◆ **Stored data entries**
#####

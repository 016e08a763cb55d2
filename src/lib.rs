//! # line_toolbox
//!
//! Line-oriented text parsing: turn command output (`ifconfig`, `ip addr`,
//! log files) into rows and columns, and pull tagged values out of lines.
//!
//! ## What is in the box?
//!
//! - [`StringTable`]: a growable, jagged table of strings with absent cells,
//!   slot-recycling removal, substring and key searches, substitution and a
//!   case-insensitive sort
//! - [`LineParser`]: tag, delimiter and dashed-parameter extraction over one
//!   line at a time, with bounded inputs and a reusable scratch workspace
//! - [`StreamLineReader`], [`TextFileReader`] and [`TextBufferReader`]:
//!   incremental line readers that survive lines longer than their buffers
//!   and CRLF pairs split across reads
//! - [`AppendBuffer`]: the grow-on-demand byte buffer the rest is built on
//!
//! ## Quick Start
//!
//! Add this to your `Cargo.toml`:
//!
//! ```toml
//! [dependencies]
//! line_toolbox = "0.1"
//! ```
//!
//! ### Reading command output into a table
//!
//! ```rust
//! use line_toolbox::{StringTable, TextBufferReader};
//!
//! let output = "eth0 10.0.0.7 up\nlo 127.0.0.1 up\nwlan0 - down\n";
//! let mut reader = TextBufferReader::from_text(output);
//! let mut table = StringTable::from_lines(&mut reader).unwrap();
//! table.split_column(" ").unwrap();
//!
//! assert_eq!(table.value_for_key("lo", 1).unwrap(), Some("127.0.0.1"));
//! assert_eq!(table.find_in_column("down", 2).unwrap(), Some(2));
//! ```
//!
//! ### Extracting values from a line
//!
//! ```rust
//! use line_toolbox::LineParser;
//!
//! let mut parser = LineParser::new();
//! let line = "something::HASH(231230302)::blabla";
//! assert_eq!(parser.extract_tag(line, "HASH").unwrap(), Some("231230302"));
//!
//! let fields = parser.split(line, "::").unwrap();
//! assert_eq!(fields.len(), 3);
//! ```
//!
//! ### Round-tripping through text
//!
//! ```rust
//! use line_toolbox::{from_str, to_string, table};
//!
//! let table = table![["eth0", "up"], ["lo", "up"]];
//! let text = to_string(&table);
//! assert_eq!(text, "eth0\tup\nlo\tup\n");
//! assert_eq!(from_str(&text).unwrap(), table);
//! ```
//!
//! ## Error Model
//!
//! Every fallible operation returns [`Result`]. "Not found" is not an error:
//! searches return `Option`, removals return `Ok(None)`. See [`Error`] for
//! the failure kinds.
//!
//! ## Logging
//!
//! The crate emits [`tracing`] events (`debug` for table growth, overflow
//! splits, file open and save; `trace` for reader refills) and never installs
//! a subscriber.
//!
//! ## Safety Guarantees
//!
//! - No `unsafe` code blocks
//! - Failed growth leaves tables and buffers in their previous state
//! - Oversized parser inputs are rejected, never truncated silently
//!
//! ## Examples
//!
//! See the `demos/` directory:
//!
//! - **`split_fields.rs`** - Splitting, merging and tag extraction
//! - **`interface_table.rs`** - Parsing interface listings into a table
//!
//! Run any example with: `cargo run --example <name>`

pub mod append;
pub mod de;
pub mod error;
pub mod macros;
pub mod options;
pub mod parser;
pub mod reader;
pub mod ser;
pub mod table;

pub use append::AppendBuffer;
pub use error::{Error, Result};
pub use options::{
    LineEnding, ParserOptions, ReaderOptions, SortOrder, SubstituteMode, TableOptions,
};
pub use parser::{FirstWord, LineParser, Replaced, MERGE_SEPARATOR};
pub use reader::{
    LineRead, LineStatus, Lines, ReaderState, StreamLineReader, TextBufferReader, TextFileReader,
};
pub use ser::DEFAULT_SEPARATOR;
pub use table::{compare_case_insensitive, StringTable};

use std::io;

/// Serialize a table to tab-separated, LF-terminated text.
///
/// # Examples
///
/// ```rust
/// use line_toolbox::{table, to_string};
///
/// let table = table![["eth0", "up"]];
/// assert_eq!(to_string(&table), "eth0\tup\n");
/// ```
#[must_use]
pub fn to_string(table: &StringTable) -> String {
    table.to_text(DEFAULT_SEPARATOR, LineEnding::Lf)
}

/// Serialize a table to a writer as tab-separated, LF-terminated text.
///
/// # Errors
///
/// Returns an error if writing to the writer fails.
#[must_use = "this returns the result of the operation, errors must be handled"]
pub fn to_writer<W>(writer: W, table: &StringTable) -> Result<()>
where
    W: io::Write,
{
    table.write_to(writer, DEFAULT_SEPARATOR, LineEnding::Lf)
}

/// Parse tab-separated text into a table.
///
/// # Examples
///
/// ```rust
/// use line_toolbox::from_str;
///
/// let table = from_str("eth0\tup\nlo\n").unwrap();
/// assert_eq!(table.cell(0, 1), Some("up"));
/// assert_eq!(table.line(1), Some("lo"));
/// ```
///
/// # Errors
///
/// Returns an error if a line has more fields than a table has columns.
#[must_use = "this returns the result of the operation, errors must be handled"]
pub fn from_str(text: &str) -> Result<StringTable> {
    StringTable::parse(text, DEFAULT_SEPARATOR)
}

/// Parse tab-separated text from an I/O stream into a table.
///
/// Unlike [`from_str`], the stream is read line by line and never held in
/// memory as a whole.
///
/// # Examples
///
/// ```rust
/// use line_toolbox::from_reader;
/// use std::io::Cursor;
///
/// let table = from_reader(Cursor::new(b"eth0\tup\r\nlo\tup\r\n")).unwrap();
/// assert_eq!(table.len(), 2);
/// assert_eq!(table.cell(1, 1), Some("up"));
/// ```
///
/// # Errors
///
/// Returns an error if reading fails or a line has too many fields.
#[must_use = "this returns the result of the operation, errors must be handled"]
pub fn from_reader<R>(reader: R) -> Result<StringTable>
where
    R: io::Read,
{
    let mut lines = StreamLineReader::new(reader);
    StringTable::from_separated_lines(&mut lines, DEFAULT_SEPARATOR)
}

/// Parse tab-separated bytes into a table. Invalid UTF-8 is replaced.
///
/// # Errors
///
/// Same as [`from_str`].
#[must_use = "this returns the result of the operation, errors must be handled"]
pub fn from_slice(bytes: &[u8]) -> Result<StringTable> {
    from_str(&String::from_utf8_lossy(bytes))
}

#####

◆ **Work request**
Output nothing but the lines from the one with "StringTable::from_separated_lines(&mut lines, DEFAULT_SEPARATOR)" through the last line above, each exactly as it stands.

◆ **Answer to this exercise**
    StringTable::from_separated_lines(&mut lines, DEFAULT_SEPARATOR)
}

/// Parse tab-separated bytes into a table. Invalid UTF-8 is replaced.
///
/// # Errors
///
/// Same as [`from_str`].
#[must_use = "this returns the result of the operation, errors must be handled"]
pub fn from_slice(bytes: &[u8]) -> Result<StringTable> {
    from_str(&String::from_utf8_lossy(bytes))
}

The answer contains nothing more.